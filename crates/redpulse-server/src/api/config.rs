//! `GET /config` and `PUT /config`: monitor config read/write.

use axum::{extract::State, response::IntoResponse, Extension, Json};
use serde::Deserialize;

use redpulse_core::TimeWindow;
use redpulse_db::MonitorConfig;

use super::{map_db_error, ApiError, ApiResponse, AppState, ResponseMeta};
use crate::middleware::RequestId;

pub(super) async fn get_config(
    State(state): State<AppState>,
    Extension(req_id): Extension<RequestId>,
) -> Result<impl IntoResponse, ApiError> {
    let config = redpulse_db::load_monitor_config(&state.pool)
        .await
        .map_err(|e| map_db_error(req_id.0.clone(), &e))?;
    Ok(Json(ApiResponse {
        data: config,
        meta: ResponseMeta::new(req_id.0),
    }))
}

/// All fields optional; omitted fields keep their current value.
#[derive(Debug, Deserialize)]
pub(super) struct ConfigUpdate {
    keywords: Option<Vec<String>>,
    enabled: Option<bool>,
    max_posts: Option<u32>,
    time_window: Option<TimeWindow>,
}

pub(super) async fn update_config(
    State(state): State<AppState>,
    Extension(req_id): Extension<RequestId>,
    Json(update): Json<ConfigUpdate>,
) -> Result<impl IntoResponse, ApiError> {
    let mut config = redpulse_db::load_monitor_config(&state.pool)
        .await
        .map_err(|e| map_db_error(req_id.0.clone(), &e))?;
    apply_update(&mut config, update).map_err(|msg| {
        ApiError::new(req_id.0.clone(), "validation_error", msg)
    })?;

    redpulse_db::save_monitor_config(&state.pool, &config)
        .await
        .map_err(|e| map_db_error(req_id.0.clone(), &e))?;
    tracing::info!(
        keywords = config.keywords.len(),
        enabled = config.enabled,
        "monitor config updated"
    );
    Ok(Json(ApiResponse {
        data: config,
        meta: ResponseMeta::new(req_id.0),
    }))
}

fn apply_update(config: &mut MonitorConfig, update: ConfigUpdate) -> Result<(), String> {
    if let Some(keywords) = update.keywords {
        let cleaned: Vec<String> = keywords
            .into_iter()
            .map(|k| k.trim().to_owned())
            .filter(|k| !k.is_empty())
            .collect();
        if cleaned.is_empty() {
            return Err("keywords must contain at least one non-empty entry".to_owned());
        }
        config.keywords = cleaned;
    }
    if let Some(enabled) = update.enabled {
        config.enabled = enabled;
    }
    if let Some(max_posts) = update.max_posts {
        if !(1..=50).contains(&max_posts) {
            return Err(format!("max_posts must be 1..=50, got {max_posts}"));
        }
        config.max_posts = max_posts;
    }
    if let Some(window) = update.time_window {
        config.time_window = window;
    }
    Ok(())
}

→ **WORK ORDER**:
The first line of the entries above marks where to begin; repeat each line exactly through the one that contains "use crate::middleware::RequestId;", and include that line.

→ **COMPLETED EXERCISE**:
filename crates/redpulse-server/src/api/config.rs
//! `GET /config` and `PUT /config`: monitor config read/write.

use axum::{extract::State, response::IntoResponse, Extension, Json};
use serde::Deserialize;

use redpulse_core::TimeWindow;
use redpulse_db::MonitorConfig;

use super::{map_db_error, ApiError, ApiResponse, AppState, ResponseMeta};
use crate::middleware::RequestId;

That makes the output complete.